My body was shaking. My best friend had stolen a vial of morphine from my bag, tried to murder a retired professor, was jealous of the attention I was getting from the professor's wife, and I suggested several times he should just put a bullet though his head. A scene from Act IV of Checkov's UNCLE VANYA.

When performing on stage or set, what do you do when done? Your mind knows you are playing, pretending...your body doesn’t. Why do I feel so jangled? I wasn’t really running from Zombies all day, telling my friend to kill himself, but you were doing everything you can with whatever acting technique you use to simulate that, to let the camera or audience know it is “real.”
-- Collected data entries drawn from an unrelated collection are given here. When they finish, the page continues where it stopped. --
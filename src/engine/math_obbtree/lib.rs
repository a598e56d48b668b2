mod obb;
pub use obb::*;

mod sphere;
pub use sphere::*;

mod symmetric3x3;
pub use symmetric3x3::*;

mod geometry_tests;
pub use geometry_tests::*;
mod scenes;
mod properties;
mod refit;
mod threading;
mod node_index;
pub use node_index::*;

mod node_arena;
pub use node_arena::*;

mod obb_node;
pub use obb_node::*;

mod obb_tree;
pub use obb_tree::*;

mod tree_build;
pub use tree_build::*;
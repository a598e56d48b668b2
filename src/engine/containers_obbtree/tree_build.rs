use glam::Vec3;
use serde::{Deserialize, Serialize};
use smallvec::{smallvec, SmallVec};
use math_obbtree::OBB;
use nab_obbtree::iif_debug;
use crate::{NodeIndex, ObbTree, ObbTreeError};

#[derive(Debug, Clone, Copy, PartialEq, Eq, Serialize, Deserialize)]
#[serde(default)]
pub struct BuildOptions
{
    /// Run `ObbTree::validate` after every build
    pub validate: bool,
}
impl Default for BuildOptions
{
    fn default() -> Self
    {
        Self
        {
            validate: iif_debug!(true, false),
        }
    }
}

#[derive(Debug, Clone, Copy, PartialEq, Eq)]
enum ChildSide
{
    Root,
    Left,
    Right,
}

#[derive(Debug, Clone, Copy)]
struct BuildTask
{
    start: usize,
    len: usize,
    parent: NodeIndex,
    side: ChildSide,
}

impl<const C: usize> ObbTree<C>
{
    /// Build the tree from one box and one point cloud per element. Any previous content is discarded.
    /// Every node box is fit over the points of its elements and grown by `inflation_radius`.
    /// Elements with an empty point cloud contribute the corners of their box instead.
    pub fn build<P: AsRef<[Vec3]>>(&mut self, boxes: &[OBB], point_sets: &[P], inflation_radius: f32) -> Result<(), ObbTreeError>
    {
        self.build_with(boxes, point_sets, inflation_radius, &BuildOptions::default())
    }

    /// Build using the corners of each element's box as its point cloud.
    pub fn build_from_boxes(&mut self, boxes: &[OBB]) -> Result<(), ObbTreeError>
    {
        let corners: Vec<[Vec3; 8]> = boxes.iter().map(OBB::corners).collect();
        self.build(boxes, &corners, 0.0)
    }

    pub fn build_with<P: AsRef<[Vec3]>>(
        &mut self,
        boxes: &[OBB],
        point_sets: &[P],
        inflation_radius: f32,
        options: &BuildOptions) -> Result<(), ObbTreeError>
    {
        let () = Self::LEAF_CAPACITY_CHECK;

        if boxes.len() != point_sets.len()
        {
            return Err(ObbTreeError::MismatchedInputs { boxes: boxes.len(), point_sets: point_sets.len() });
        }
        if boxes.len() >= NodeIndex::NONE as usize
        {
            return Err(ObbTreeError::TooManyElements { count: boxes.len() });
        }

        self.clear();
        self.mapping.resize(boxes.len(), NodeIndex::none());
        self.element_obbs.extend_from_slice(boxes);
        self.inflation_radius = inflation_radius;
        if boxes.is_empty()
        {
            log::debug!("Built empty OBB tree");
            return Ok(());
        }

        let empty_clouds = point_sets.iter().filter(|p| p.as_ref().is_empty()).count();
        if empty_clouds > 0
        {
            log::warn!("{empty_clouds} of {} elements have no points, fitting their box corners instead", boxes.len());
        }

        if let Err(err) = self.build_nodes(boxes, point_sets, inflation_radius)
        {
            log::error!("Failed to build OBB tree of {} elements: {err}", boxes.len());
            self.nodes.reset();
            self.clear();
            return Err(err.into());
        }
        self.update_skips();

        log::debug!("Built OBB tree: {} elements, {} nodes (capacity {}), leaf capacity {C}",
            boxes.len(), self.node_count(), self.capacity());

        if options.validate
        {
            self.validate()?;
        }
        Ok(())
    }

    fn build_nodes<P: AsRef<[Vec3]>>(
        &mut self,
        boxes: &[OBB],
        point_sets: &[P],
        inflation_radius: f32) -> Result<(), nab_obbtree::AllocError>
    {
        // partitioned instead of the caller's buffers
        let mut order: Vec<u32> = (0..boxes.len() as u32).collect();
        let mut points = Vec::new();

        let mut stack: SmallVec<[BuildTask; 32]> = smallvec![BuildTask
        {
            start: 0,
            len: boxes.len(),
            parent: NodeIndex::none(),
            side: ChildSide::Root,
        }];
        while let Some(task) = stack.pop()
        {
            let elements = &mut order[task.start..(task.start + task.len)];
            let obb = Self::fit_elements(elements, boxes, point_sets, inflation_radius, &mut points);

            let node_index = self.nodes.allocate()?;
            match task.side
            {
                ChildSide::Root => self.root = node_index,
                ChildSide::Left => self.nodes[task.parent].left = node_index,
                ChildSide::Right => self.nodes[task.parent].right = node_index,
            }

            let node = &mut self.nodes[node_index];
            node.obb = obb;
            node.parent = task.parent;

            if task.len <= C
            {
                node.set_members(elements);
                for &element in elements.iter()
                {
                    self.mapping[element as usize] = node_index;
                }
                continue;
            }

            let split = Self::partition(elements, boxes, &obb);

            // right goes on the stack first so the whole left subtree is laid out before it
            stack.push(BuildTask
            {
                start: task.start + split,
                len: task.len - split,
                parent: node_index,
                side: ChildSide::Right,
            });
            stack.push(BuildTask
            {
                start: task.start,
                len: split,
                parent: node_index,
                side: ChildSide::Left,
            });
        }

        Ok(())
    }

    fn fit_elements<P: AsRef<[Vec3]>>(
        elements: &[u32],
        boxes: &[OBB],
        point_sets: &[P],
        inflation_radius: f32,
        points: &mut Vec<Vec3>) -> OBB
    {
        points.clear();
        for &element in elements
        {
            let cloud = point_sets[element as usize].as_ref();
            match cloud.is_empty()
            {
                true => points.extend_from_slice(&boxes[element as usize].corners()),
                false => points.extend_from_slice(cloud),
            }
        }

        // every element contributes at least one point
        OBB::from_points(points, inflation_radius).unwrap_or_default()
    }

    /// Split `elements` along the largest spread of `obb`, returning the start of the right half.
    /// Neither half is ever empty.
    fn partition(elements: &mut [u32], boxes: &[OBB], obb: &OBB) -> usize
    {
        let len = elements.len();
        debug_assert!(len >= 2, "Cannot split {len} elements");

        let mut start_right = len;
        if len != 2
        {
            let axis = obb.axis(0);
            let mut i = 0;
            while i < start_right
            {
                let projection = (boxes[elements[i] as usize].center - obb.center).dot(axis);
                if projection < 0.0
                {
                    i += 1;
                }
                else
                {
                    start_right -= 1;
                    elements.swap(i, start_right);
                }
            }
        }

        // one side came up empty (or exactly two elements), move one across
        if start_right == len { start_right = len - 1; }
        if start_right == 0 { start_right = 1; }
        start_right
    }

    // children always sit after their parent, so walking backwards sees every subtree before its root
    fn update_skips(&mut self)
    {
        let nodes = self.nodes.as_mut_slice();
        for i in (0..nodes.len()).rev()
        {
            let node = &nodes[i];
            let skip = match node.is_leaf()
            {
                true => 0,
                false => (nodes[node.left.index()].skip + 1) + (nodes[node.right.index()].skip + 1),
            };
            nodes[i].skip = skip;
        }
    }
}
use std::cmp;

use super::{AdaptiveBulkheadConfig, Snapshot};

/// The AIMD decision function.
///
/// Holds only the bounds and thresholds it was built from, so it is freely shared. A window
/// produces at most one adjustment: a halving when either rate reaches its threshold, otherwise
/// an increment of one. Both thresholds breached together still halve only once.
#[derive(Clone, Copy, Debug, PartialEq)]
pub struct AimdController {
    min_limit: usize,
    max_limit: usize,
    failure_rate_threshold: f32,
    slow_call_rate_threshold: f32,
}

impl AimdController {
    pub fn new(config: &AdaptiveBulkheadConfig) -> Self {
        Self {
            min_limit: config.min_limit,
            max_limit: config.max_limit,
            failure_rate_threshold: config.failure_rate_threshold,
            slow_call_rate_threshold: config.slow_call_rate_threshold,
        }
    }

    /// The limit that should follow `current_limit` given the closed window `snapshot`.
    pub fn decide(&self, current_limit: usize, snapshot: &Snapshot) -> usize {
        if snapshot.is_empty() {
            return current_limit;
        }

        if self.is_congested(snapshot) {
            cmp::max(self.min_limit, current_limit / 2)
        } else {
            cmp::min(self.max_limit, current_limit.saturating_add(1))
        }
    }

    fn is_congested(&self, snapshot: &Snapshot) -> bool {
        snapshot.failure_rate() >= self.failure_rate_threshold
            || snapshot.slow_call_rate() >= self.slow_call_rate_threshold
    }
}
Poor body. If you’ve been crying all day over the death of Bobby because Ethel the zombie ate his brain, body doesn’t know it didn’t happen, it was fantasy. It has all the endorphins, spent adrenaline, fear, fire, foe, flee or fight, etc. It needs a cool down, or step out.

A glass of wine? Dinner? Play with doggie??

I was gifted with an ALBA workshop technique by the late Rocco Dal Verra, a college classmate, with the silliest step out. It is a collection of moves and stretches that no one would do in real life. It’s purpose is to inform your body that you’re back in the so called real world. The traumas were pretend. Takes maybe three minutes. It grounds you.

That still doesn’t explain the zombie at the front door.